Judge Penney Azcarate refused Heard’s lawyers’ motion to set aside the jury judgment awarded Depp $10 million and declare a mistrial.
Heard had requested a new trial because one of the seven jurors was mistakenly identified as his son rather than the guy summoned for jury duty.
“There is no evidence of fraud or wrongdoing,” Azcarate said, and the juror “met the statutory requirements for service.”
“The juror was vetted, sat for the entire jury, deliberated, and reached a verdict,” the judge said.

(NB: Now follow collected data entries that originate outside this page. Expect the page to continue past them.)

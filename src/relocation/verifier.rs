//! Geometric verification of loop candidates.
//!
//! A candidate becomes a loop constraint only after its geometry is
//! confirmed, either by registering the keyframe's scan against a densified
//! historical cloud or, for camera-only keyframes, by descriptor matching
//! plus robust pose estimation. Verification never mutates the map.

use tracing::debug;

use crate::cloud::{icp_align, voxel_downsample, IcpConfig};
use crate::geometry::{solve_pnp_ransac, CameraModel, PnpConfig, SE3};
use crate::map::{Keyframe, KeyframeMap, LandmarkId, LandmarkStore, Timestamp};

#[derive(Debug, Clone)]
pub struct VerifyConfig {
    /// Minimum descriptor matches for the image path; fewer fails closed.
    pub min_matches: usize,
    /// Hamming acceptance threshold for descriptor matches.
    pub hamming_threshold: u32,
    pub icp: IcpConfig,
    /// Extra single-iteration registration passes after the main alignment,
    /// holding the matched keyframe fixed.
    pub refine_passes: usize,
    /// Stop refining once the error ratio between passes exceeds this.
    pub improvement_cutoff: f64,
    /// Leaf size for the densified target cloud.
    pub voxel_leaf: f64,
    pub pnp: PnpConfig,
}

impl Default for VerifyConfig {
    fn default() -> Self {
        Self {
            min_matches: 20,
            hamming_threshold: 160,
            icp: IcpConfig {
                max_iterations: 100,
                ..IcpConfig::default()
            },
            refine_passes: 4,
            improvement_cutoff: 0.99,
            voxel_leaf: 0.4,
            pnp: PnpConfig::default(),
        }
    }
}

/// Verify a loop candidate, producing the relative pose with
/// `pose_frame = relative ∘ pose_matched`. Point registration is used when
/// both keyframes carry scans; otherwise the image path runs if a camera
/// model is available. Returns None when geometry cannot be confirmed.
pub fn verify_loop(
    map: &KeyframeMap,
    landmarks: &LandmarkStore,
    camera: Option<&CameraModel>,
    frame_time: Timestamp,
    matched_time: Timestamp,
    config: &VerifyConfig,
) -> Option<SE3> {
    let frame = map.get(frame_time)?;
    let old = map.get(matched_time)?;
    let relative = if frame.has_scan() && old.has_scan() {
        verify_by_points(map, frame, old, config)
    } else if let Some(camera) = camera {
        verify_by_image(landmarks, frame, old, camera, config)
    } else {
        None
    };
    if relative.is_none() {
        debug!("loop {frame_time} -> {matched_time} failed geometric verification");
    }
    relative
}

fn verify_by_points(
    map: &KeyframeMap,
    frame: &Keyframe,
    old: &Keyframe,
    config: &VerifyConfig,
) -> Option<SE3> {
    let source = frame.scan.as_ref()?.merged();

    // Densify the target by folding the matched keyframe's chronological
    // neighbors into its body frame.
    let mut target = old.scan.as_ref()?.merged();
    for neighbor in [map.nearest_before(old.time), map.nearest_after(old.time)]
        .into_iter()
        .flatten()
    {
        let Some(scan) = &neighbor.scan else {
            continue;
        };
        let into_old = old.pose.compose(&neighbor.pose.inverse());
        target.extend_from(&scan.merged().transformed(&into_old));
    }
    let target = voxel_downsample(&target, config.voxel_leaf);

    // Drift is planar to first order; flatten the initial vertical offset.
    let mut initial = old.pose.compose(&frame.pose.inverse());
    initial.translation.z = 0.0;

    let result = icp_align(&source, &target, &initial, &config.icp)?;
    if !result.converged {
        return None;
    }

    let mut transform = result.transform;
    let mut error = result.inlier_rmse;
    let single_pass = IcpConfig {
        max_iterations: 1,
        ..config.icp.clone()
    };
    for _ in 0..config.refine_passes {
        let Some(pass) = icp_align(&source, &target, &transform, &single_pass) else {
            break;
        };
        transform = pass.transform;
        if error > 0.0 && pass.inlier_rmse / error > config.improvement_cutoff {
            break;
        }
        error = pass.inlier_rmse;
    }
    Some(transform.inverse())
}

fn verify_by_image(
    landmarks: &LandmarkStore,
    frame: &Keyframe,
    old: &Keyframe,
    camera: &CameraModel,
    config: &VerifyConfig,
) -> Option<SE3> {
    let frame_vis = frame.visual.as_ref()?;
    let old_vis = old.visual.as_ref()?;

    let mut points = Vec::new();
    let mut pixels = Vec::new();
    for keypoint in &frame_vis.keypoints {
        let Some(descriptor) = &keypoint.descriptor else {
            continue;
        };
        let mut best: Option<(u32, LandmarkId)> = None;
        for old_kp in &old_vis.keypoints {
            let (Some(old_desc), Some(landmark)) = (&old_kp.descriptor, old_kp.landmark) else {
                continue;
            };
            let distance = descriptor.hamming_distance(old_desc);
            if best.map_or(true, |(d, _)| distance < d) {
                best = Some((distance, landmark));
            }
        }
        let Some((distance, landmark)) = best else {
            continue;
        };
        if distance >= config.hamming_threshold {
            continue;
        }
        let Some(position) = landmarks.position_of(landmark) else {
            continue;
        };
        points.push(position);
        pixels.push(keypoint.pixel);
    }
    if points.len() < config.min_matches {
        debug!(
            "{} descriptor matches, need {}",
            points.len(),
            config.min_matches
        );
        return None;
    }
    let result = solve_pnp_ransac(&points, &pixels, camera, &frame.pose, &config.pnp)?;
    Some(result.pose.compose(&old.pose.inverse()))
}

#[cfg(test)]
mod tests {
    use super::*;
    use crate::cloud::PointCloud;
    use crate::map::{Descriptor, Keypoint, ScanFeatures, VisualFeatures};
    use approx::assert_relative_eq;
    use nalgebra::{UnitQuaternion, Vector3};

    fn lattice() -> PointCloud {
        let mut points = Vec::new();
        for i in 0..7 {
            for j in 0..7 {
                for k in 0..3 {
                    points.push(Vector3::new(
                        i as f64 * 0.8 - 2.4,
                        j as f64 * 0.8 - 2.4,
                        k as f64 * 0.8 + 0.8,
                    ));
                }
            }
        }
        PointCloud::from_points(points)
    }

    fn world_pose(x: f64, y: f64) -> SE3 {
        SE3::new(UnitQuaternion::identity(), Vector3::new(-x, -y, 0.0))
    }

    fn scan_keyframe(t: f64, true_pose: &SE3, stored_pose: &SE3) -> Keyframe {
        let body = lattice().transformed(true_pose);
        let mut kf = Keyframe::new(Timestamp::new(t), *stored_pose);
        kf.scan = Some(ScanFeatures::new(body, PointCloud::new()));
        kf
    }

    #[test]
    fn point_verification_recovers_the_drift() {
        let mut map = KeyframeMap::new();
        for (t, x) in [(1.0, 0.0), (2.0, 0.5), (3.0, 1.0)] {
            let pose = world_pose(x, 0.0);
            map.insert(scan_keyframe(t, &pose, &pose)).unwrap();
        }
        // revisit: true position (0.6, 0.2), stored estimate drifted
        let true_pose = world_pose(0.6, 0.2);
        let stored = world_pose(0.9, -0.1);
        map.insert(scan_keyframe(20.0, &true_pose, &stored)).unwrap();

        let relative = verify_loop(
            &map,
            &LandmarkStore::new(),
            None,
            Timestamp::new(20.0),
            Timestamp::new(2.0),
            &VerifyConfig::default(),
        )
        .unwrap();

        let verified = relative.compose(&map.get(Timestamp::new(2.0)).unwrap().pose);
        assert_relative_eq!(verified.translation.x, true_pose.translation.x, epsilon = 1e-3);
        assert_relative_eq!(verified.translation.y, true_pose.translation.y, epsilon = 1e-3);
        assert_relative_eq!(verified.translation.z, true_pose.translation.z, epsilon = 1e-3);
    }

    #[test]
    fn registration_failure_rejects_the_candidate() {
        let mut map = KeyframeMap::new();
        let old_pose = world_pose(0.0, 0.0);
        map.insert(scan_keyframe(1.0, &old_pose, &old_pose)).unwrap();
        // a frame whose cloud shares nothing with the candidate's
        let far = world_pose(500.0, 0.0);
        map.insert(scan_keyframe(20.0, &far, &world_pose(0.2, 0.0)))
            .unwrap();

        let relative = verify_loop(
            &map,
            &LandmarkStore::new(),
            None,
            Timestamp::new(20.0),
            Timestamp::new(1.0),
            &VerifyConfig::default(),
        );
        assert!(relative.is_none());
    }

    fn camera() -> CameraModel {
        CameraModel {
            fx: 400.0,
            fy: 400.0,
            cx: 320.0,
            cy: 240.0,
        }
    }

    #[test]
    fn image_verification_recovers_the_pose_from_landmarks() {
        let camera = camera();
        let mut landmarks = LandmarkStore::new();
        let mut map = KeyframeMap::new();

        // landmarks on a grid in front of the origin
        let mut old_keypoints = Vec::new();
        let mut world_points = Vec::new();
        let mut fill = 0u8;
        for i in 0..5 {
            for j in 0..5 {
                let world = Vector3::new(i as f64 - 2.0, j as f64 - 2.0, 6.0 + ((i + j) % 3) as f64);
                let id = landmarks.create(world);
                let mut kp = Keypoint::new(nalgebra::Vector2::new(0.0, 0.0));
                kp.landmark = Some(id);
                kp.descriptor = Some(Descriptor([fill; 32]));
                old_keypoints.push(kp);
                world_points.push(world);
                fill = fill.wrapping_add(10);
            }
        }
        let old_pose = world_pose(0.0, 0.0);
        let mut old = Keyframe::new(Timestamp::new(1.0), old_pose);
        old.visual = Some(VisualFeatures {
            image: None,
            keypoints: old_keypoints,
        });
        map.insert(old).unwrap();

        // the revisiting frame sees the same landmarks from a nearby pose
        let true_pose = SE3::new(UnitQuaternion::identity(), Vector3::new(-0.4, -0.2, 0.0));
        let mut frame_keypoints = Vec::new();
        let mut fill = 0u8;
        for world in &world_points {
            let body = true_pose.transform_point(world);
            let pixel = camera.project(&body).unwrap();
            let mut kp = Keypoint::new(pixel);
            kp.descriptor = Some(Descriptor([fill; 32]));
            frame_keypoints.push(kp);
            fill = fill.wrapping_add(10);
        }
        let stored = SE3::new(UnitQuaternion::identity(), Vector3::new(-0.6, 0.1, 0.0));
        let mut frame = Keyframe::new(Timestamp::new(20.0), stored);
        frame.visual = Some(VisualFeatures {
            image: None,
            keypoints: frame_keypoints,
        });
        map.insert(frame).unwrap();

        let relative = verify_loop(
            &map,
            &landmarks,
            Some(&camera),
            Timestamp::new(20.0),
            Timestamp::new(1.0),
            &VerifyConfig::default(),
        )
        .unwrap();

        let verified = relative.compose(&old_pose);
        assert_relative_eq!(verified.translation.x, true_pose.translation.x, epsilon = 1e-3);
        assert_relative_eq!(verified.translation.y, true_pose.translation.y, epsilon = 1e-3);
    }

    #[test]
    fn too_few_descriptor_matches_fail_closed() {
        let camera = camera();
        let mut landmarks = LandmarkStore::new();
        let mut map = KeyframeMap::new();

        let id = landmarks.create(Vector3::new(0.0, 0.0, 5.0));
        let mut old_kp = Keypoint::new(nalgebra::Vector2::new(0.0, 0.0));
        old_kp.landmark = Some(id);
        old_kp.descriptor = Some(Descriptor([0; 32]));
        let mut old = Keyframe::new(Timestamp::new(1.0), SE3::identity());
        old.visual = Some(VisualFeatures {
            image: None,
            keypoints: vec![old_kp],
        });
        map.insert(old).unwrap();

        let mut frame_kp = Keypoint::new(nalgebra::Vector2::new(320.0, 240.0));
        frame_kp.descriptor = Some(Descriptor([0; 32]));
        let mut frame = Keyframe::new(Timestamp::new(20.0), SE3::identity());
        frame.visual = Some(VisualFeatures {
            image: None,
            keypoints: vec![frame_kp],
        });
        map.insert(frame).unwrap();

        let relative = verify_loop(
            &map,
            &landmarks,
            Some(&camera),
            Timestamp::new(20.0),
            Timestamp::new(1.0),
            &VerifyConfig::default(),
        );
        assert!(relative.is_none());
    }
}
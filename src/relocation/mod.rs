//! Loop closure: place indexing, revisit detection, geometric
//! verification, and the history-rewriting correction pipeline.

mod brief;
mod corrector;
mod database;
mod detector;
mod engine;
mod submaps;
mod verifier;

pub use brief::BriefExtractor;
pub use corrector::correct_loop;
pub use database::{EntryId, PlaceDatabase};
pub use detector::{detect_candidate, LoopCandidate, LoopDetectorConfig};
pub use engine::{RelocationConfig, RelocationEngine, RelocationStats};
pub use submaps::{ClaimedAnchor, SubmapLedger, SubmapRecord};
pub use verifier::{verify_loop, VerifyConfig};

Following a dramatic six-week trial based on highly contested charges of domestic abuse, the jury found Depp and Heard responsible for defamation in June, but sided more strongly with the “Pirates of the Caribbean” star.
The case, which was live-streamed to millions, revealed gruesome and intimate information about the private lives of Hollywood celebrities.
The jury awarded Depp $10 million in damages after concluding that Heard’s 2018 newspaper article on her experience with “sexual violence” was defamatory.
Depp, 59, sued Heard in connection with a Washington Post op-ed in which she did not name him but portrayed herself as a “public figure representing domestic abuse.”
Heard, 36, who had counter-sued, was awarded $2 million.